Tutorial 3b: Linear regression¶

This tutorial was generated from an IPython notebook. You can download the notebook here.

In this tutorial, we will perform linear regressions on Models 1, 2a, and 2b from Tutorial 3a. We will not do nonlinear regression until the next tutorial, so we wait on analyzing Model 2.

from __future__ import division, absolute_import, \
                                    print_function, unicode_literals

import numpy as np
import matplotlib.pyplot as plt
import pandas as pd
import scipy.special
import scipy.optimize

# We'll use ColorBrewer for color maps
from brewer2mpl import sequential

# We will also use numdifftools (install using Canopy)
import numdifftools as nd

# Necessary to display plots in this IPython notebook
%matplotlib inline

Loading the data¶

We will load the data as in Tutorial 3a. (You can download the data set here.)
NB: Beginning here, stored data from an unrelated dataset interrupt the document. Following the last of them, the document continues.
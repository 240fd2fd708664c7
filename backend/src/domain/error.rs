//! Domain-level error payload.
//!
//! Errors are transport agnostic. The HTTP adapter maps [`ErrorCode`] to a
//! status code and redacts internal failures before they reach a client.

use serde::{Deserialize, Serialize};
use serde_json::Value;

use super::TraceId;

/// Stable machine-readable error code describing the failure category.
#[derive(Debug, Clone, Copy, PartialEq, Eq, Hash, Serialize, Deserialize)]
#[non_exhaustive]
#[serde(rename_all = "snake_case")]
pub enum ErrorCode {
    /// The request is malformed or fails validation.
    InvalidRequest,
    /// Authentication failed or is missing.
    Unauthorized,
    /// Authenticated but not permitted to perform this action.
    Forbidden,
    /// The requested resource does not exist.
    NotFound,
    /// The request conflicts with current state.
    Conflict,
    /// A backing service (usually the record store) is unreachable.
    ServiceUnavailable,
    /// An unexpected error occurred inside the service.
    InternalError,
}

/// Error payload shared by the domain and its adapters.
///
/// ## Invariants
/// - `message` is non-empty once trimmed of whitespace.
/// - `trace_id`, when present, is non-empty.
///
/// # Examples
/// ```
/// use backend::domain::{Error, ErrorCode};
///
/// let err = Error::not_found("missing");
/// assert_eq!(err.code(), ErrorCode::NotFound);
/// ```
#[derive(Debug, Clone, PartialEq, Serialize, Deserialize)]
#[serde(rename_all = "camelCase")]
#[serde(try_from = "ErrorDto", into = "ErrorDto")]
pub struct Error {
    code: ErrorCode,
    message: String,
    trace_id: Option<String>,
    details: Option<Value>,
}

/// Validation failures raised by the fallible constructors.
#[derive(Debug, Clone, PartialEq, Eq, thiserror::Error)]
pub enum ErrorValidationError {
    /// The message was empty or whitespace.
    #[error("error message must not be empty")]
    EmptyMessage,
    /// The trace identifier was empty or whitespace.
    #[error("trace identifier must not be empty")]
    EmptyTraceId,
}

impl Error {
    /// Create a new error, panicking if the message is blank.
    ///
    /// Captures the current [`TraceId`] when one is in scope.
    pub fn new(code: ErrorCode, message: impl Into<String>) -> Self {
        match Self::try_new(code, message) {
            Ok(value) => value,
            Err(err) => panic!("error messages must satisfy validation: {err}"),
        }
    }

    /// Fallible constructor that validates the message content.
    pub fn try_new(
        code: ErrorCode,
        message: impl Into<String>,
    ) -> Result<Self, ErrorValidationError> {
        let message = message.into();
        if message.trim().is_empty() {
            return Err(ErrorValidationError::EmptyMessage);
        }
        Ok(Self {
            code,
            message,
            trace_id: TraceId::current().map(|id| id.to_string()),
            details: None,
        })
    }

    /// Stable machine-readable error code.
    pub fn code(&self) -> ErrorCode {
        self.code
    }

    /// Human-readable message.
    pub fn message(&self) -> &str {
        self.message.as_str()
    }

    /// Correlation identifier, if one was captured.
    pub fn trace_id(&self) -> Option<&str> {
        self.trace_id.as_deref()
    }

    /// Supplementary structured details.
    pub fn details(&self) -> Option<&Value> {
        self.details.as_ref()
    }

    /// Attach a trace identifier, panicking when it is blank.
    pub fn with_trace_id(self, id: impl Into<String>) -> Self {
        match self.try_with_trace_id(id) {
            Ok(value) => value,
            Err(err) => panic!("trace identifiers must satisfy validation: {err}"),
        }
    }

    /// Attach a trace identifier, rejecting blank values.
    pub fn try_with_trace_id(mut self, id: impl Into<String>) -> Result<Self, ErrorValidationError> {
        let id = id.into();
        if id.trim().is_empty() {
            return Err(ErrorValidationError::EmptyTraceId);
        }
        self.trace_id = Some(id);
        Ok(self)
    }

    /// Attach structured details to the error.
    ///
    /// # Examples
    /// ```
    /// use backend::domain::Error;
    /// use serde_json::json;
    ///
    /// let err = Error::invalid_request("bad").with_details(json!({ "field": "since" }));
    /// assert!(err.details().is_some());
    /// ```
    pub fn with_details(mut self, details: Value) -> Self {
        self.details = Some(details);
        self
    }

    /// Convenience constructor for [`ErrorCode::InvalidRequest`].
    pub fn invalid_request(message: impl Into<String>) -> Self {
        Self::new(ErrorCode::InvalidRequest, message)
    }

    /// Convenience constructor for [`ErrorCode::Unauthorized`].
    pub fn unauthorized(message: impl Into<String>) -> Self {
        Self::new(ErrorCode::Unauthorized, message)
    }

    /// Convenience constructor for [`ErrorCode::Forbidden`].
    pub fn forbidden(message: impl Into<String>) -> Self {
        Self::new(ErrorCode::Forbidden, message)
    }

    /// Convenience constructor for [`ErrorCode::NotFound`].
    pub fn not_found(message: impl Into<String>) -> Self {
        Self::new(ErrorCode::NotFound, message)
    }

    /// Convenience constructor for [`ErrorCode::Conflict`].
    pub fn conflict(message: impl Into<String>) -> Self {
        Self::new(ErrorCode::Conflict, message)
    }

    /// Convenience constructor for [`ErrorCode::ServiceUnavailable`].
    pub fn service_unavailable(message: impl Into<String>) -> Self {
        Self::new(ErrorCode::ServiceUnavailable, message)
    }

    /// Convenience constructor for [`ErrorCode::InternalError`].
    pub fn internal(message: impl Into<String>) -> Self {
        Self::new(ErrorCode::InternalError, message)
    }
}

impl std::fmt::Display for Error {
    fn fmt(&self, f: &mut std::fmt::Formatter<'_>) -> std::fmt::Result {
        write!(f, "{}", self.message)
    }
}

impl std::error::Error for Error {}

#[derive(Debug, Clone, Serialize, Deserialize)]
#[serde(rename_all = "camelCase")]
struct ErrorDto {
    code: ErrorCode,
    message: String,
    #[serde(default, skip_serializing_if = "Option::is_none")]
    trace_id: Option<String>,
    #[serde(default, skip_serializing_if = "Option::is_none")]
    details: Option<Value>,
}

impl From<Error> for ErrorDto {
    fn from(value: Error) -> Self {
        Self {
            code: value.code,
            message: value.message,
            trace_id: value.trace_id,
            details: value.details,
        }
    }
}

impl TryFrom<ErrorDto> for Error {
    type Error = ErrorValidationError;

    fn try_from(value: ErrorDto) -> Result<Self, Self::Error> {
        let ErrorDto {
            code,
            message,
            trace_id,
            details,
        } = value;

        let mut error = Error::try_new(code, message)?;
        error.trace_id = None;
        if let Some(id) = trace_id {
            error = error.try_with_trace_id(id)?;
        }
        error.details = details;
        Ok(error)
    }
}

#[cfg(test)]
mod tests;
# Load data into DataFrame
df = pd.read_csv('../data/good_et_al/invitro_droplet_data.csv', 
                 comment='#')

# Rename them all at once
df.columns = ['droplet_diameter', 'droplet_volume', 'spindle_length', 
              'spindle_width', 'tubulin_area']
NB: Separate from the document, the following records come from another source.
//! Tracing middleware attaching a request-scoped trace identifier.
//!
//! Each request runs inside a [`TraceId`] scope. A client may supply its own
//! UUID in the `trace-id` header (mobile apps do this so a sync attempt can
//! be correlated across retries); otherwise a fresh one is generated. The
//! identifier is echoed on every response and captured by domain errors.

use std::task::{Context, Poll};
use std::time::Instant;

use actix_web::Error;
use actix_web::dev::{Service, ServiceRequest, ServiceResponse, Transform};
use actix_web::http::header::{HeaderName, HeaderValue};
use futures_util::future::{LocalBoxFuture, Ready, ready};
use tracing::{error, info};

use crate::domain::{TRACE_ID_HEADER, TraceId};

fn incoming_trace_id(req: &ServiceRequest) -> Option<TraceId> {
    req.headers()
        .get(TRACE_ID_HEADER)
        .and_then(|value| value.to_str().ok())
        .and_then(|raw| raw.trim().parse().ok())
}

/// Middleware scoping each request to a [`TraceId`] and adding a
/// `trace-id` header to every response.
///
/// # Examples
/// ```
/// use actix_web::App;
/// use backend::Trace;
///
/// let app = App::new().wrap(Trace);
/// ```
#[derive(Clone)]
pub struct Trace;

impl<S, B> Transform<S, ServiceRequest> for Trace
where
    S: Service<ServiceRequest, Response = ServiceResponse<B>, Error = Error> + 'static,
    S::Future: 'static,
    B: 'static,
{
    type Response = ServiceResponse<B>;
    type Error = Error;
    type InitError = ();
    type Transform = TraceMiddleware<S>;
    type Future = Ready<Result<Self::Transform, Self::InitError>>;

    fn new_transform(&self, service: S) -> Self::Future {
        ready(Ok(TraceMiddleware { service }))
    }
}

/// Service wrapper produced by [`Trace`].
pub struct TraceMiddleware<S> {
    service: S,
}

impl<S, B> Service<ServiceRequest> for TraceMiddleware<S>
where
    S: Service<ServiceRequest, Response = ServiceResponse<B>, Error = Error> + 'static,
    S::Future: 'static,
    B: 'static,
{
    type Response = ServiceResponse<B>;
    type Error = Error;
    type Future = LocalBoxFuture<'static, Result<Self::Response, Self::Error>>;

    fn poll_ready(&self, cx: &mut Context<'_>) -> Poll<Result<(), Self::Error>> {
        self.service.poll_ready(cx)
    }

    fn call(&self, req: ServiceRequest) -> Self::Future {
        let trace_id = incoming_trace_id(&req).unwrap_or_else(TraceId::generate);
        let method = req.method().clone();
        let path = req.path().to_owned();
        let started = Instant::now();
        let fut = self.service.call(req);
        Box::pin(TraceId::scope(trace_id, async move {
            let mut res = fut.await?;
            match HeaderValue::from_str(&trace_id.to_string()) {
                Ok(value) => {
                    res.response_mut()
                        .headers_mut()
                        .insert(HeaderName::from_static(TRACE_ID_HEADER), value);
                }
                Err(error) => {
                    error!(%error, %trace_id, "failed to encode trace identifier header");
                }
            }
            info!(
                %trace_id,
                %method,
                path = %path,
                status = res.status().as_u16(),
                elapsed_ms = u64::try_from(started.elapsed().as_millis()).unwrap_or(u64::MAX),
                "request completed"
            );
            Ok(res)
        }))
    }
}

#[cfg(test)]
mod tests {
    use actix_web::{App, HttpResponse, test, web};
    use rstest::rstest;

    use super::*;
    use crate::domain::{ApiResult, Error};

    async fn call_with_trace<F, Fut, Res>(
        handler: F,
        incoming: Option<&str>,
    ) -> (
        actix_web::dev::ServiceResponse<actix_web::body::BoxBody>,
        String,
    )
    where
        F: Fn() -> Fut + Clone + 'static,
        Fut: std::future::Future<Output = Res> + 'static,
        Res: actix_web::Responder + 'static,
    {
        let app =
            test::init_service(App::new().wrap(Trace).route("/", web::get().to(handler))).await;
        let mut req = test::TestRequest::get().uri("/");
        if let Some(value) = incoming {
            req = req.insert_header((TRACE_ID_HEADER, value));
        }
        let res = test::call_service(&app, req.to_request()).await;
        let trace_id = res
            .headers()
            .get(TRACE_ID_HEADER)
            .expect("trace id header")
            .to_str()
            .expect("header is ascii")
            .to_owned();
        (res, trace_id)
    }

    #[rstest]
    #[actix_web::test]
    async fn handler_sees_the_echoed_trace_id() {
        let (res, trace_id) = call_with_trace(
            || async move {
                let id = TraceId::current().expect("trace id in scope");
                HttpResponse::Ok().body(id.to_string())
            },
            None,
        )
        .await;
        let body = test::read_body(res).await;
        assert_eq!(std::str::from_utf8(&body).expect("utf8 body"), trace_id);
    }

    #[rstest]
    #[actix_web::test]
    async fn client_supplied_trace_id_is_reused() {
        let supplied = "6d1f4b7e-8c1a-4a57-9a3e-3f1f0b8f2c10";
        let (_, trace_id) =
            call_with_trace(|| async { HttpResponse::Ok().finish() }, Some(supplied)).await;
        assert_eq!(trace_id, supplied);
    }

    #[rstest]
    #[actix_web::test]
    async fn malformed_client_trace_id_is_replaced() {
        let (_, trace_id) =
            call_with_trace(|| async { HttpResponse::Ok().finish() }, Some("not-a-uuid")).await;
        assert_ne!(trace_id, "not-a-uuid");
        assert!(trace_id.parse::<TraceId>().is_ok());
    }

    #[rstest]
    #[actix_web::test]
    async fn error_bodies_carry_the_trace_id() {
        let (res, trace_id) = call_with_trace(
            || async move { ApiResult::<HttpResponse>::Err(Error::service_unavailable("db down")) },
            None,
        )
        .await;
        let body: Error = test::read_body_json(res).await;
        assert_eq!(body.trace_id(), Some(trace_id.as_str()));
    }
}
# Put droplet volume in units of µm^3 for consistency of units
df.droplet_volume *= 1e9

# Only use data for droplets less than 90 um
df = df[df.droplet_diameter < 90.0]

Parameter estimation for Model 1¶

We have already done "regression" of the type for Model 1 in the previous tutorial. This is the vanilla variety parameter estimation. We wish to compute the posterior probability,

\begin{align} P(\theta,\sigma~|~D,M_1,I) \propto P(D~|~\theta, \sigma, M_1, I)\, P(\theta,\sigma~|~M_1,I), \end{align}

were we have already defined the likelihood in the previous tutorial to be

\begin{align} P(D~|~\theta, M_1, I) = \prod_{i\in D} \frac{1}{\sqrt{2\pi\sigma^2}}\, \exp\left[-\frac{(l_i - \theta)^2}{2\sigma^2}\right]. \end{align}

We now have to pick a prior distribution. As before, we assume that $\theta$ and $\sigma$ are independent of each other, so

\begin{align} P(\theta,\sigma~|~M_1, I) = P(\theta~|~M_1,I)\,P(\sigma~|~M_1,I). \end{align}

We know that the spindle length must be positive. We also know that it cannot be larger than a millimeter, which is the the order of magnitude of the size of an entire Xenopus egg. So, we assume a prior distribution of

\begin{align} P(\theta~|~M_1,I) = \frac{1}{d_X}, \end{align}

where $d_X = 1$ mm is the diameter of a Xenopus egg. As usual, we use a Jeffreys prior for $\sigma$.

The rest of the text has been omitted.